Howl, fir tree, for the cedar is fallen. -- Zechariah 11:2
"When in the forest there is heard the crash of a falling oak, it is a sign that the woodman is abroad, and every tree in the whole company may tremble lest to-morrow the sharp edge of the axe should find it out. We are all like trees marked for the axe, and the fall of one should remind us that for every one, whether great as the cedar, or humble as the fir, the appointed hour is stealing on apace." -- Charles Haddon Spurgeon, Morning and Evening
The sound of sawing somewhere else should lead a tree to prepare to be felled. The sight of fallen trees should preach repentance to those still standing. Everyone will one day die and hearing about the death of others should remind us that we are no exception.
Ecclesiastes 7:2
It is better to go to the house of mourning,
than to go to the house of feasting:
for that is the end of all men;
and the living will lay it to his heart.
Do not be a fir tree assuaging your fears by pointing out that the fallen tree was a cedar.

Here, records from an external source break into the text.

//! Configuration management for the block sealer
//!
//! Supports configuration via command line arguments, environment variables
//! and configuration files (YAML/JSON). Values given on the command line win;
//! the file fills in whatever the command line left unset.

use crate::core::Difficulty;
use crate::error::{Error, Result};
use crate::miner::{ProgressReporter, SealOptions};
use crate::utils::logging::LOG_FORMATS;
use clap::Parser;
use serde::{Deserialize, Serialize};
use std::path::{Path, PathBuf};
use std::time::Duration;

const DEFAULT_DIFFICULTY: i64 = 4;
const DEFAULT_THREADS: usize = 1;
const DEFAULT_LOG_LEVEL: &str = "info";
const DEFAULT_LOG_FORMAT: &str = "plain";

/// Complete configuration for the block sealer
#[derive(Debug, Clone, Default, Parser, Serialize, Deserialize)]
#[command(
    name = "block-sealer",
    version = env!("CARGO_PKG_VERSION"),
    about = "Seal a block with proof of work",
    long_about = "Builds a block from a payload and previous hash, then searches for a nonce whose Blake2s-256 digest starts with the requested number of hex zeros"
)]
#[serde(default)]
pub struct Config {
    /// Configuration file path (YAML or JSON)
    #[arg(long, value_name = "FILE")]
    #[serde(skip)]
    pub config_file: Option<PathBuf>,

    /// Print the resolved configuration and exit
    #[arg(long)]
    #[serde(skip)]
    pub print_config: bool,

    /// Verify a sealed block document instead of sealing
    #[arg(long, value_name = "FILE")]
    #[serde(skip)]
    pub verify: Option<PathBuf>,

    /// Block payload
    #[arg(short = 'p', long, env = "BLOCK_SEALER_PAYLOAD")]
    pub payload: Option<String>,

    /// Previous block digest as hex (omit for a genesis block)
    #[arg(short = 'P', long)]
    pub previous_hash: Option<String>,

    /// Number of leading hex zeros the digest needs
    #[arg(short = 'd', long, allow_negative_numbers = true, env = "BLOCK_SEALER_DIFFICULTY")]
    pub difficulty: Option<i64>,

    /// Search threads (0 = one per core)
    #[arg(short = 't', long)]
    pub threads: Option<usize>,

    /// Give up after this many digests
    #[arg(long)]
    pub max_attempts: Option<u64>,

    /// Give up after this long (e.g. "30s", "5m")
    #[arg(long)]
    pub timeout: Option<String>,

    /// Digests between progress snapshots
    #[arg(long)]
    pub progress_interval: Option<u64>,

    /// Write the sealed block document here instead of stdout
    #[arg(short = 'o', long, value_name = "FILE")]
    pub output: Option<PathBuf>,

    /// Log level or filter directive
    #[arg(short = 'l', long)]
    pub log_level: Option<String>,

    /// Log format (plain, json, pretty)
    #[arg(long)]
    pub log_format: Option<String>,
}

impl Config {
    /// Parse the command line, merge the config file and validate
    pub async fn load() -> Result<Self> {
        Self::resolve(Self::parse()).await
    }

    /// Merge the config file named by `cli` (if any) and validate
    pub async fn resolve(cli: Self) -> Result<Self> {
        let config = match &cli.config_file {
            Some(path) => {
                let file_config = Self::load_from_file(path).await?;
                cli.merge_with_file(file_config)
            }
            None => cli,
        };

        config.validate()?;
        Ok(config)
    }

    /// Load configuration from file
    async fn load_from_file(path: &Path) -> Result<Self> {
        let content = tokio::fs::read_to_string(path).await.map_err(|e| {
            Error::config(format!("Failed to read {}: {}", path.display(), e))
        })?;

        if path.extension().and_then(|s| s.to_str()) == Some("json") {
            serde_json::from_str(&content).map_err(Error::from)
        } else {
            // Default to YAML
            serde_yaml::from_str(&content).map_err(Error::from)
        }
    }

    /// Fill unset CLI values from the file
    fn merge_with_file(mut self, file: Self) -> Self {
        self.payload = self.payload.or(file.payload);
        self.previous_hash = self.previous_hash.or(file.previous_hash);
        self.difficulty = self.difficulty.or(file.difficulty);
        self.threads = self.threads.or(file.threads);
        self.max_attempts = self.max_attempts.or(file.max_attempts);
        self.timeout = self.timeout.or(file.timeout);
        self.progress_interval = self.progress_interval.or(file.progress_interval);
        self.output = self.output.or(file.output);
        self.log_level = self.log_level.or(file.log_level);
        self.log_format = self.log_format.or(file.log_format);
        self
    }

    /// Validate configuration
    pub fn validate(&self) -> Result<()> {
        self.difficulty()?;
        self.previous_hash_bytes()?;
        self.timeout_duration()?;

        if self.max_attempts == Some(0) {
            return Err(Error::config("max_attempts must be greater than 0"));
        }

        if self.progress_interval == Some(0) {
            return Err(Error::config("progress_interval must be greater than 0"));
        }

        if !LOG_FORMATS.contains(&self.log_format()) {
            return Err(Error::config(format!(
                "Unknown log format '{}', expected one of {:?}",
                self.log_format(),
                LOG_FORMATS
            )));
        }

        Ok(())
    }

    /// Get the validated difficulty
    pub fn difficulty(&self) -> Result<Difficulty> {
        Difficulty::try_from(self.difficulty.unwrap_or(DEFAULT_DIFFICULTY))
    }

    /// Get the difficulty only if one was given explicitly
    pub fn required_difficulty(&self) -> Result<Option<Difficulty>> {
        self.difficulty.map(Difficulty::try_from).transpose()
    }

    /// Get the payload bytes (empty when unset)
    pub fn payload_bytes(&self) -> Vec<u8> {
        self.payload.clone().unwrap_or_default().into_bytes()
    }

    /// Get the decoded previous hash (empty for genesis)
    pub fn previous_hash_bytes(&self) -> Result<Vec<u8>> {
        match &self.previous_hash {
            Some(hex_str) => hex::decode(hex_str)
                .map_err(|e| Error::config(format!("Invalid previous hash: {}", e))),
            None => Ok(Vec::new()),
        }
    }

    /// Get the parsed timeout
    pub fn timeout_duration(&self) -> Result<Option<Duration>> {
        self.timeout
            .as_deref()
            .map(|s| {
                humantime::parse_duration(s)
                    .map_err(|e| Error::config(format!("Invalid timeout '{}': {}", s, e)))
            })
            .transpose()
    }

    /// Get the thread count
    pub fn threads(&self) -> usize {
        self.threads.unwrap_or(DEFAULT_THREADS)
    }

    /// Get the log level directive
    pub fn log_level(&self) -> &str {
        self.log_level.as_deref().unwrap_or(DEFAULT_LOG_LEVEL)
    }

    /// Get the log format
    pub fn log_format(&self) -> &str {
        self.log_format.as_deref().unwrap_or(DEFAULT_LOG_FORMAT)
    }

    /// Build search options, attaching `reporter` if given
    pub fn seal_options(&self, reporter: Option<ProgressReporter>) -> Result<SealOptions> {
        let mut options = SealOptions::unbounded();
        if let Some(max_attempts) = self.max_attempts {
            options = options.with_max_attempts(max_attempts);
        }
        if let Some(timeout) = self.timeout_duration()? {
            options = options.with_timeout(timeout);
        }
        let interval = self
            .progress_interval
            .unwrap_or(SealOptions::DEFAULT_PROGRESS_INTERVAL);
        if let Some(reporter) = reporter {
            options = options.with_progress(reporter, interval);
        } else {
            options.progress_interval = interval;
        }
        Ok(options)
    }
}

The woodsman is no respecter of kinds or types. All trees will come down. Some will be left for last and some will be sought at first, but all will eventually fall. And once they are felled, where they fall is where they will remain and they all fall just the once.
Ecclesiastes 11:3b
If the tree fall toward the south, or toward the north,
in the place where the tree falleth, there it shall be.
Fallen trees preach repentance to the forest.
Hebrews 9:27
It is appointed unto men once to die, but after this the judgment.